Supersedes: The earlier “Proposed / approval before Repository removal” gate — removal of SQLite from analyze is out of scope under Option A; punch item C-06 is closed as contract documented, not code removed.

2026-04-26 (expanded); initial stub same date.

C-06 flags that the analysis package opens SQLite via Repository while much of the quantitative work already uses Parquet feature frames, embedding manifests, and JSON analysis outputs.

  • AGENTS.md describes analyze as consuming feature records and writing analysis results; operators often describe this as “analyze reads artifacts.” In practice, author identity (author.idslug) and roster resolution still come from articles.db.
  • ARCHITECTURE.md states that forensics extract reads SQLite and that analyze modules write under data/analysis/. It does not currently forbid SQLite reads in analyze; C-06 asks whether they should be forbidden for chain-of-custody clarity.

Feature and embedding tensors are Parquet/NPZ-backed, but stable numeric author_id and slug → row mapping live in SQLite.
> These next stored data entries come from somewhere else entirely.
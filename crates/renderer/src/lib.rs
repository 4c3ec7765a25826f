//! Particle backdrop backends for skyfield.
//!
//! ```text
//!   RendererSelector ──▶ BackendRegistry ──▶ GpuFieldBackend<V>   (webgpu)
//!                                        └─▶ CanvasBackend        (webgl, css)
//! ```
//!
//! The GPU backends run the particle update rule in a `wgpu` compute pass
//! and draw billboards from the same storage buffer. The canvas backend is
//! the CPU fallback presented through `softbuffer`. [`physics`] holds the
//! CPU reference of the update rule the compute shader mirrors.

pub mod canvas;
pub mod gpu;
pub mod particles;
pub mod physics;
mod registry;
pub mod viewport;

pub use canvas::{CanvasBackend, CanvasOptions, CanvasProfile};
pub use gpu::{GpuFieldBackend, LaserfieldBackend, SnowfieldBackend, StarfieldBackend};
pub use registry::{register_backends, HostSurface};
pub use viewport::{physical_size, PointerTracker};
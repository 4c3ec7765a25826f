use std::env;
use std::path::{Path, PathBuf};

use anyhow::{anyhow, Result};
use directories_next::ProjectDirs;

pub const ENV_CONFIG_DIR: &str = "SKYFIELD_CONFIG_DIR";
pub const CONFIG_FILE: &str = "skyfield.toml";

const QUALIFIER: &str = "org";
const ORGANISATION: &str = "Skyfield";
const APPLICATION: &str = "Skyfield";

#[derive(Debug, Clone)]
pub struct AppPaths {
    config_dir: PathBuf,
}

impl AppPaths {
    pub fn discover() -> Result<Self> {
        if let Some(config_dir) = env_override(ENV_CONFIG_DIR) {
            return Ok(Self { config_dir });
        }
        let project_dirs = ProjectDirs::from(QUALIFIER, ORGANISATION, APPLICATION)
            .ok_or_else(|| anyhow!("failed to determine user directories"))?;
        Ok(Self {
            config_dir: project_dirs.config_dir().to_path_buf(),
        })
    }

    pub fn config_dir(&self) -> &Path {
        &self.config_dir
    }

    pub fn config_file(&self) -> PathBuf {
        self.config_dir.join(CONFIG_FILE)
    }
}

#[cfg(test)]
impl AppPaths {
    pub fn from_raw(config_dir: PathBuf) -> Self {
        Self { config_dir }
    }
}

fn env_override(name: &str) -> Option<PathBuf> {
    match env::var_os(name) {
        Some(value) if !value.is_empty() => Some(PathBuf::from(value)),
        _ => None,
    }
}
Several analysis paths also reuse helpers that accept a Repository for comparison, changepoint entrypoints, drift batch drivers, and sensitivity runs.

Current inventory (Repository in src/forensics/analysis/)

Section titled “Current inventory (Repository in src/forensics/analysis/)”
AreaModule(s)Role of SQLite
Per-author pipelineorchestrator/per_author.pyrepo.get_author_by_slug; joins slug ↔ author_id for Parquet filters
Serial orchestrationorchestrator/parallel.pySingle shared Repository when workers <= 1
Parallel workersorchestrator/parallel.pyEach worker opens its own Repository (SQLite not fork-safe)
Full analysis runnerorchestrator/runner.pyDocuments worker-owned connections
Target vs controlscomparison.pyLoads target author + frames; _load_or_compute_changepoints takes Repository
Driftdrift.pyload_article_embeddings: get_author_by_slug to filter manifest by author_id; run_drift_analysis: resolve_author_rows
Changepoint CLI pathchangepoint.pyrun_changepoint_analysis opens Repository
Timeseries CLI pathtimeseries.pyrun_timeseries_analysis opens Repository
Sensitivityorchestrator/sensitivity.pyOpens Repository for author-scoped work

Removing Repository implies replacing every slug/author_id dependency with an export that is as authoritative as the DB row (including drift detection when manifest rows reference author_id).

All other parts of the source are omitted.